Hay dos razones fundamentales: la creciente crispación que se observa en los discursos y talantes de líderes políticos y medios, y la posibilidad a que esto se refleje en la polarización afectiva. Esta última es el resultado de la diferencia entre los sentimientos positivos hacia el propio grupo partidista y la animosidad hacia los “otros”. A diferencia de la polarización ideológica, que se basa en el debate de ideas, la afectiva es un fenómeno emocional, incluso tribal. No se trata de estar en desacuerdo con una propuesta, sino de sentir un rechazo visceral hacia quienes la proponen, simplemente por pertenecer a un “bando” diferente. Esta dinámica es corrosiva, ya que transforma al adversario político en un enemigo personal y moral.
En España son visibles ambos fenómenos. Diversos estudios demuestran que la polarización ha aumentado notablemente en la última década y media. Aunque todavía no somos los “campeones” y hay países con niveles más elevados, como Estados Unidos, es un problema creciente. Cierto es que los niveles en España se han estancado a partir de 2021, lo que podría sugerir una especie de resistencia de ciertos sectores a polarizarse más, pese a la enorme crispación que se vive, especialmente tras las elecciones de julio de 2023 y la consecuente formación de gobierno.

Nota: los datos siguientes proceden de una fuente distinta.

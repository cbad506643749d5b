//! Domain layer - core types, ports and errors.
//!
//! This layer contains pure domain models, the collaborator traits and
//! error types without any I/O of its own.

pub mod config;
pub mod error;
pub mod models;
pub mod ports;
pub mod query;

pub use config::AppConfig;
pub use error::{AppError, Result};
pub use models::{
    ContentKind, EraseOutcome, EraseResult, ExportField, ExportGroup, ExportItem,
    ExportPage, ExportReport, FieldMap, FieldSource, Identity, Record,
};
pub use ports::{ContentQueryService, IdentityResolver, MetaStore};
pub use query::{total_pages, ContentQuery, OrderBy, QueryFilter, QueryResult, SortOrder};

El problema no es solo el grado de polarización, sino su naturaleza. La polarización afectiva se distingue de la ideológica, que surge de discrepancias sustantivas sobre problemas y sus soluciones. El problema de la afectiva es que se basa en sentimientos que activan identidades colectivas y etiquetas. Estas generan una fuerte identidad de grupo y, al mismo tiempo, una enorme hostilidad hacia los otros. La identidad más fuerte y con mayores consecuencias hoy en día se mueve en torno a partidos y sus líderes.
Pero, ¿por qué esto constituye un problema? Algunos estudiosos argumentan que la polarización puede aumentar la atención hacia la campaña y motivar la participación electoral. A primera vista, la idea de un elector apasionado y comprometido parece beneficiosa para la democracia. Sin embargo, la evidencia empírica muestra que esto no es realmente así. La polarización afectiva sí favorece la probabilidad de ir a votar, pero no la movilización reflexiva. Los votantes hooligans ya han decidido su voto meses antes de las elecciones. No muestran mayor interés en la campaña ni en sus propuestas, y su conocimiento político no mejora. Simplemente ven el proceso electoral como una oportunidad para expresar sus sentimientos y lealtades, no para evaluar la labor del Gobierno o sus propuestas, que a menudo desconocen. No están interesados en un debate basado en hechos, sino en expresar su fervor partidista.
Hay otro aspecto adicional muy negativo. Entre los más polarizados se observa la creciente tendencia a cuestionar el propio proceso electoral y la legitimidad de los gobiernos. Este cuestionamiento sistemático erosiona las bases del sistema democrático, convirtiendo cada elección en una batalla existencial. El adversario político se percibe como un enemigo a eliminar, y las elecciones se transforman en pruebas de “resistencia” para la democracia. Los ejemplos de EE UU y Brasil son claros. En este clima, la derrota electoral no se acepta como parte del juego democrático, sino como un fraude. Una realidad ya presente en parte de la opinión pública española.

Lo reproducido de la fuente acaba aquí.